What to produce: Each line of the listing below, from the very first to the one that contains "and duplicates rejected.", is to be retyped exactly as it stands.

Given data:

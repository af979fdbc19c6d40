use std::path::PathBuf;

use clap::Parser;

/// Generate a flake.nix for Python packages using setuptools metadata
/// https://github.com/padhia/py2nix
#[derive(Parser)]
#[command(verbatim_doc_comment)]
pub struct Opts {
    /// Python project setup.cfg file or a directory containing one
    #[arg(value_name = "PATH", required = true, value_parser = pyproj)]
    pub inputs: Vec<PathBuf>,

    /// Python version
    #[arg(long, default_value = "310")]
    pub pyver: String,

    /// Shell name
    #[arg(long, default_value = "my")]
    pub name: String,

    /// nixpkgs branch
    #[arg(long, default_value = "nixos-unstable")]
    pub nixpkgs: String,

    /// Generate script for shell.nix
    #[arg(long)]
    pub shell: bool,
}

fn pyproj(path: &str) -> Result<PathBuf, String> {
    let path = PathBuf::from(path);
    if path.is_dir() {
        let cfg = path.join("setup.cfg");
        if cfg.is_file() {
            return Ok(cfg);
        }
    } else if path.file_name().is_some_and(|name| name == "setup.cfg") {
        return Ok(path);
    }
    Err("Invalid python project".into())
}
use std::collections::BTreeSet;

use anyhow::{bail, Result};
use itertools::{Either, Itertools};

#[derive(Debug, Default, PartialEq, Eq)]
pub struct SetupCfg {
    pub metadata: Metadata,
    pub options: Options,
}

#[derive(Debug, Default, PartialEq, Eq)]
pub struct Metadata {
    pub name: Option<String>,
    pub version: Option<String>,
    pub url: Option<String>,
    pub description: Option<String>,
}

#[derive(Debug, Default, PartialEq, Eq)]
pub struct Options {
    pub install_requires: Vec<String>,
}

impl SetupCfg {
    /// Reads the configparser dialect setuptools uses: `[section]` headers,
    /// `key = value` or `key : value` options with indented continuation
    /// lines, `#`/`;` comments, and duplicates rejected.
    pub fn parse(src: &str) -> Result<SetupCfg> {
        let mut cfg = SetupCfg::default();
        let mut sections = BTreeSet::new();
        let mut options = BTreeSet::new();
        let mut section: Option<String> = None;
        let mut current: Option<(String, String)> = None;

        for (idx, raw) in src.lines().enumerate() {
            let n = idx + 1;
            let line = raw.trim_end();
            let trimmed = line.trim_start();

            if trimmed.is_empty() || trimmed.starts_with(['#', ';']) {
                continue;
            }

            if line.starts_with([' ', '\t']) {
                let Some((_, value)) = &mut current else {
                    bail!("line {n}: continuation line without a preceding option");
                };
                if !value.is_empty() {
                    value.push('\n');
                }
                value.push_str(trimmed);
                continue;
            }

            // a section header or a new option ends the value in progress
            if let (Some((key, value)), Some(section)) = (current.take(), &section) {
                cfg.store(section, &key, value);
            }

            if let Some(header) = line.strip_prefix('[') {
                let Some(name) = header.strip_suffix(']') else {
                    bail!("line {n}: malformed section header `{line}`");
                };
                if !sections.insert(name.to_owned()) {
                    bail!("line {n}: duplicate section `[{name}]`");
                }
                section = Some(name.to_owned());
                continue;
            }

            let Some(pos) = line.find(['=', ':']) else {
                bail!("line {n}: expected `key = value`, got `{line}`");
            };
            let key = line[.. pos].trim_end().to_lowercase();
            if key.is_empty() {
                bail!("line {n}: option with an empty name");
            }
            let Some(section) = &section else {
                bail!("line {n}: option `{key}` appears before any section header");
            };
            if !options.insert((section.clone(), key.clone())) {
                bail!("line {n}: duplicate option `{key}` in section `[{section}]`");
            }
            current = Some((key, line[pos + 1 ..].trim().to_owned()));
        }

        if let (Some((key, value)), Some(section)) = (current.take(), &section) {
            cfg.store(section, &key, value);
        }

        Ok(cfg)
    }

    fn store(&mut self, section: &str, key: &str, value: String) {
        match (section, key) {
            ("metadata", "name") => self.metadata.name = Some(value),
            ("metadata", "version") => self.metadata.version = Some(value),
            ("metadata", "url") => self.metadata.url = Some(value),
            ("metadata", "description") => self.metadata.description = Some(value),
            ("options", "install_requires") => self.options.install_requires = parse_list(&value),
            _ => {}
        }
    }
}

// setuptools splits list values on newlines when any are present, else on commas
fn parse_list(value: &str) -> Vec<String> {
    if value.contains('\n') {
        Either::Left(value.lines())
    } else {
        Either::Right(value.split(','))
    }
    .map(str::trim)
    .filter(|item| !item.is_empty())
    .map_into()
    .collect()
}

#[cfg(test)]
mod tests {
    use indoc::indoc;

    use super::SetupCfg;

    #[test]
    fn full_config() {
        let cfg = SetupCfg::parse(indoc! {"
            [metadata]
            name = spam
            version = 0.4.1
            url = https://example.org/spam
            description = Lovely spam

            [options]
            zip_safe = False
            install_requires =
                requests
                importlib.metadata
        "})
        .unwrap();

        assert_eq!(cfg.metadata.name.as_deref(), Some("spam"));
        assert_eq!(cfg.metadata.version.as_deref(), Some("0.4.1"));
        assert_eq!(cfg.metadata.url.as_deref(), Some("https://example.org/spam"));
        assert_eq!(cfg.metadata.description.as_deref(), Some("Lovely spam"));
        assert_eq!(
            cfg.options.install_requires,
            ["requests", "importlib.metadata"],
        );
    }

    #[test]
    fn comma_separated_requires() {
        let cfg = SetupCfg::parse(indoc! {"
            [options]
            install_requires = requests, flask>=2.0,
        "})
        .unwrap();

        assert_eq!(cfg.options.install_requires, ["requests", "flask>=2.0"]);
    }

    #[test]
    fn colon_delimiter_and_key_case() {
        let cfg = SetupCfg::parse(indoc! {"
            [metadata]
            Name: spam
            URL: https://example.org
        "})
        .unwrap();

        assert_eq!(cfg.metadata.name.as_deref(), Some("spam"));
        assert_eq!(cfg.metadata.url.as_deref(), Some("https://example.org"));
    }

    #[test]
    fn comments_and_blank_lines() {
        let cfg = SetupCfg::parse(indoc! {"
            # build metadata
            [metadata]
            name = spam

            [options]
            install_requires =
                requests
                ; transitive pin
                # cytoolz replaces toolz here
                cytoolz
        "})
        .unwrap();

        assert_eq!(cfg.metadata.name.as_deref(), Some("spam"));
        assert_eq!(cfg.options.install_requires, ["requests", "cytoolz"]);
    }

    #[test]
    fn multiline_scalar_value() {
        let cfg = SetupCfg::parse(indoc! {"
            [metadata]
            description = first line
                second line
        "})
        .unwrap();

        assert_eq!(
            cfg.metadata.description.as_deref(),
            Some("first line\nsecond line"),
        );
    }

    #[test]
    fn unknown_sections_and_keys_are_ignored() {
        let cfg = SetupCfg::parse(indoc! {"
            [metadata]
            name = spam
            author = somebody

            [options.extras_require]
            test = pytest

            [flake8]
            max-line-length = 100
        "})
        .unwrap();

        assert_eq!(cfg.metadata.name.as_deref(), Some("spam"));
        assert!(cfg.options.install_requires.is_empty());
    }

    #[test]
    fn empty_value() {
        let cfg = SetupCfg::parse("[metadata]\ndescription =\n").unwrap();
        assert_eq!(cfg.metadata.description.as_deref(), Some(""));
    }

    #[test]
    fn empty_input() {
        assert_eq!(SetupCfg::parse("").unwrap(), SetupCfg::default());
    }

    #[test]
    fn rejects_option_before_section() {
        let err = SetupCfg::parse("name = spam\n").unwrap_err();
        assert!(err.to_string().contains("before any section header"));
    }

    #[test]
    fn rejects_naked_line() {
        let err = SetupCfg::parse("[metadata]\njust some words\n").unwrap_err();
        assert!(err.to_string().contains("line 2"));
    }

    #[test]
    fn rejects_malformed_header() {
        assert!(SetupCfg::parse("[metadata\nname = spam\n").is_err());
    }

    #[test]
    fn rejects_duplicate_option() {
        let err = SetupCfg::parse(indoc! {"
            [metadata]
            name = spam
            name = eggs
        "})
        .unwrap_err();

        assert!(err.to_string().contains("duplicate option `name`"));
    }

    #[test]
    fn rejects_duplicate_section() {
        let err = SetupCfg::parse(indoc! {"
            [metadata]
            name = spam

            [metadata]
            version = 1.0
        "})
        .unwrap_err();

        assert!(err.to_string().contains("duplicate section"));
    }

    #[test]
    fn rejects_leading_continuation() {
        let err = SetupCfg::parse("    dangling\n").unwrap_err();
        assert!(err.to_string().contains("continuation line"));
    }
}
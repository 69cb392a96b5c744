// Copyright (c) 2025-2026 Adrian Robinson. Licensed under the AGPL-3.0.
// See LICENSE file in the project root for full license text.

//! Like engine coordinator.
//!
//! The [`LikeEngine`] ties the components together:
//! - hot-key detector and tiered cache in front of the KV store
//! - toggle state machine writing UserState (plus ledger or events)
//! - flush, reconcile and consumer jobs feeding the durable store
//!
//! # Lifecycle
//!
//! ```text
//! Created → Connecting → Ready → Running → ShuttingDown → Stopped
//! ```
//!
//! # Example
//!
//! ```rust,no_run
//! use std::sync::Arc;
//! use like_engine::{LikeEngine, LikeEngineConfig, EngineState};
//! use like_engine::storage::memory::{InMemoryKv, InMemoryLikeStore};
//!
//! # #[tokio::main]
//! # async fn main() {
//! let config = LikeEngineConfig::default();
//! let mut engine = LikeEngine::new(
//!     config,
//!     Arc::new(InMemoryKv::new()),
//!     Arc::new(InMemoryLikeStore::new()),
//!     None,
//! ).expect("valid config");
//!
//! assert_eq!(engine.state(), EngineState::Ready);
//! engine.start().expect("start");
//! engine.confirm(7, 42).await.expect("first like");
//! engine.shutdown().await;
//! # }
//! ```

mod api;
mod lifecycle;
mod types;

pub use types::EngineState;

use std::sync::Arc;
use std::time::Duration;

use tokio::sync::watch;
use tokio::task::JoinHandle;
use tracing::info;

use crate::cache::TieredCache;
use crate::config::{LikeEngineConfig, WriteMode};
use crate::error::LikeError;
use crate::events::EventChannel;
use crate::hotkey::{HotKeyConfig, HotKeyDetector};
use crate::jobs::{BatchConsumer, FlushJob, ReconcileJob};
use crate::storage::traits::{KvStore, LikeStore};
use crate::toggle::keys::KeySpace;
use crate::toggle::slice::SliceClock;
use crate::toggle::ToggleService;

/// Main engine handle.
///
/// Toggles and reads are served as soon as the engine is built; background
/// jobs run between [`start`](Self::start) and [`shutdown`](Self::shutdown).
pub struct LikeEngine {
    pub(super) config: LikeEngineConfig,

    pub(super) state: watch::Sender<EngineState>,
    state_rx: watch::Receiver<EngineState>,

    pub(super) store: Arc<dyn LikeStore>,
    pub(super) detector: Arc<HotKeyDetector>,
    pub(super) cache: Arc<TieredCache>,
    pub(super) toggles: ToggleService,

    pub(super) flush: Arc<FlushJob>,
    pub(super) reconcile: Arc<ReconcileJob>,
    pub(super) consumer: Option<Arc<BatchConsumer>>,

    pub(super) shutdown_tx: watch::Sender<bool>,
    pub(super) tasks: Vec<JoinHandle<()>>,
}

impl LikeEngine {
    /// Build an engine over existing collaborators.
    ///
    /// `channel` is required in [`WriteMode::Event`].
    pub fn new(
        config: LikeEngineConfig,
        kv: Arc<dyn KvStore>,
        store: Arc<dyn LikeStore>,
        channel: Option<Arc<dyn EventChannel>>,
    ) -> Result<Self, LikeError> {
        config.validate().map_err(LikeError::Structural)?;

        let detector = Arc::new(HotKeyDetector::new(HotKeyConfig::from(&config)));
        let cache = Arc::new(TieredCache::new(
            kv.clone(),
            detector.clone(),
            config.local_cache_capacity,
            Duration::from_secs(config.local_cache_ttl_secs),
        ));
        let toggles = ToggleService::new(&config, kv.clone(), cache.clone(), channel.clone())?;

        let keys = KeySpace::new(config.key_prefix.clone());
        let store_timeout = Duration::from_millis(config.store_timeout_ms);
        let flush = Arc::new(FlushJob::new(
            kv.clone(),
            store.clone(),
            keys.clone(),
            SliceClock::new(config.slice_secs),
            store_timeout,
        ));
        let reconcile = Arc::new(ReconcileJob::new(
            kv,
            store.clone(),
            channel.clone(),
            flush.clone(),
            keys,
            config.write_mode,
            Duration::from_secs(config.reconcile_grace_secs),
            store_timeout,
        ));
        let consumer = match (config.write_mode, channel) {
            (WriteMode::Event, Some(channel)) => Some(Arc::new(BatchConsumer::new(
                channel,
                store.clone(),
                config.consumer_batch_size,
                Duration::from_millis(config.consumer_poll_ms),
                store_timeout,
            ))),
            _ => None,
        };

        let (state_tx, state_rx) = watch::channel(EngineState::Created);
        let (shutdown_tx, _) = watch::channel(false);

        let engine = Self {
            config,
            state: state_tx,
            state_rx,
            store,
            detector,
            cache,
            toggles,
            flush,
            reconcile,
            consumer,
            shutdown_tx,
            tasks: Vec::new(),
        };
        engine.set_state(EngineState::Ready);
        info!(mode = ?engine.config.write_mode, "Like engine ready");
        Ok(engine)
    }

    #[must_use]
    pub fn state(&self) -> EngineState {
        *self.state_rx.borrow()
    }

    #[must_use]
    pub fn state_receiver(&self) -> watch::Receiver<EngineState> {
        self.state_rx.clone()
    }

    #[must_use]
    pub fn config(&self) -> &LikeEngineConfig {
        &self.config
    }

    pub fn toggles(&self) -> &ToggleService {
        &self.toggles
    }

    pub fn cache(&self) -> &Arc<TieredCache> {
        &self.cache
    }

    pub fn detector(&self) -> &Arc<HotKeyDetector> {
        &self.detector
    }

    pub(super) fn set_state(&self, state: EngineState) {
        let _ = self.state.send(state);
        crate::metrics::set_engine_state(state.as_str());
    }
}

Exercise answer:
repository af979fdbc19c6d40
use std::path::PathBuf;

use clap::Parser;

/// Generate a flake.nix for Python packages using setuptools metadata
/// https://github.com/padhia/py2nix
#[derive(Parser)]
#[command(verbatim_doc_comment)]
pub struct Opts {
    /// Python project setup.cfg file or a directory containing one
    #[arg(value_name = "PATH", required = true, value_parser = pyproj)]
    pub inputs: Vec<PathBuf>,

    /// Python version
    #[arg(long, default_value = "310")]
    pub pyver: String,

    /// Shell name
    #[arg(long, default_value = "my")]
    pub name: String,

    /// nixpkgs branch
    #[arg(long, default_value = "nixos-unstable")]
    pub nixpkgs: String,

    /// Generate script for shell.nix
    #[arg(long)]
    pub shell: bool,
}

fn pyproj(path: &str) -> Result<PathBuf, String> {
    let path = PathBuf::from(path);
    if path.is_dir() {
        let cfg = path.join("setup.cfg");
        if cfg.is_file() {
            return Ok(cfg);
        }
    } else if path.file_name().is_some_and(|name| name == "setup.cfg") {
        return Ok(path);
    }
    Err("Invalid python project".into())
}
use std::collections::BTreeSet;

use anyhow::{bail, Result};
use itertools::{Either, Itertools};

#[derive(Debug, Default, PartialEq, Eq)]
pub struct SetupCfg {
    pub metadata: Metadata,
    pub options: Options,
}

#[derive(Debug, Default, PartialEq, Eq)]
pub struct Metadata {
    pub name: Option<String>,
    pub version: Option<String>,
    pub url: Option<String>,
    pub description: Option<String>,
}

#[derive(Debug, Default, PartialEq, Eq)]
pub struct Options {
    pub install_requires: Vec<String>,
}

impl SetupCfg {
    /// Reads the configparser dialect setuptools uses: `[section]` headers,
    /// `key = value` or `key : value` options with indented continuation
    /// lines, `#`/`;` comments, and duplicates rejected.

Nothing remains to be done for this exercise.